Menino de 12 anos fumou e morreu
A
última lembrança que a diarista Kelly Santos tem do filho de 12 anos é
dele passando mal, ofegante dentro de casa, após o garoto fumar k9,
segundo ela.
David Dias foi levado a um hospital de Diadema, na Grande São Paulo, onde morreu após sofrer uma parada cardiorrespiratória.
De
acordo com a diarista, o comportamento dos jovens do bairro Campanário,
na periferia da região metropolitana, mudou desde o fim do ano passado,
quando a k9 ou spice passou a ser vendida por traficantes.
Ela
atribui a morte do filho à droga, que ele teria consumido após ir a uma
festa de aniversário, a cerca e uma quadra de casa, e depois para uma
pizzaria.
Kelly acrescentou que no Natal as crianças e adolescentes do bairro foram vistas “passando mal, vomitando pelas ruas.”
“Os
jovens do bairro mudaram de comportamento. O Natal não foi curtido, não
vou mentir. Foi tudo nas drogas. Só via criança vomitando, dormindo,
não tinha criança correndo, se divertindo, só droga”, relatou a
diarista.Um inquérito foi instaurado pelo Setor de Homicídios de
Diadema, que apura as circunstâncias da morte do garoto e também tenta
localizar “um suspeito de envolvimento” com o caso.
Da cadeia para a rua
O
primeiro registro de apreensão da maconha sintética, em São Paulo,
ocorreu na véspera do Natal de 2017, na Penitenciária de Presidente
Bernardes, no interior paulista. Na cadeia, a droga é chamada de k4 e
chega borrifada em folhas de papel, ou fotografias.
Com
a popularização no sistema carcerário e aumento da produção – feita em
laboratórios clandestinos e assessorada por químicos profissionais – a
droga começou a se tornar mais presente em apreensões feitas pela
polícia, a partir de 2021.
“Todo
usuário não quer só a sensação parecida da maconha, ele quer manter o
hábito de fumar.
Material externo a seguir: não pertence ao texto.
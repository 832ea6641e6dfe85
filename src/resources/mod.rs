//! Resource clients.
//!
//! - [`NamespacedClient`]: kinds that live in a namespace (checks, entities, ...)
//! - [`ClusterClient`]: cluster-wide kinds (namespaces, users, secrets providers)
//! - [`ResourceList`]: lazy, paginated listing returned by `list()`
//!
//! Obtain them from the root [`Client`](crate::Client):
//!
//! ```rust,ignore
//! let checks = client.checks();              // NamespacedClient
//! let namespaces = client.namespaces();      // ClusterClient
//! let all = checks.list().await?;            // Vec<Resource>
//! ```
//!
//! ## Status handling
//!
//! | Operation | Expected status | `404` |
//! |-----------|-----------------|-------|
//! | `get`     | `200`           | error |
//! | `find`    | `200`           | `None` |
//! | `create`  | `200`/`201` on `PUT` | n/a |
//! | `delete`  | `204`           | error |
//! | `list`    | `200` per page  | error |

pub(crate) mod client;
mod cluster;
mod list;
mod namespaced;

pub use cluster::ClusterClient;
pub use list::{DEFAULT_PAGE_SIZE, ResourceList};
pub use namespaced::NamespacedClient;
Pensando nisso, para deixar mais parecido com maconha,
os traficantes passaram a borrifar o líquido em uma espécie de tabaco. O
usuário tem a sensação mais similar de estar fumando um baseado”,
explicou o delegado Fernando Santiago, do Departamento Estadual de
Prevenção e Repressão ao Narcótico (Denarc).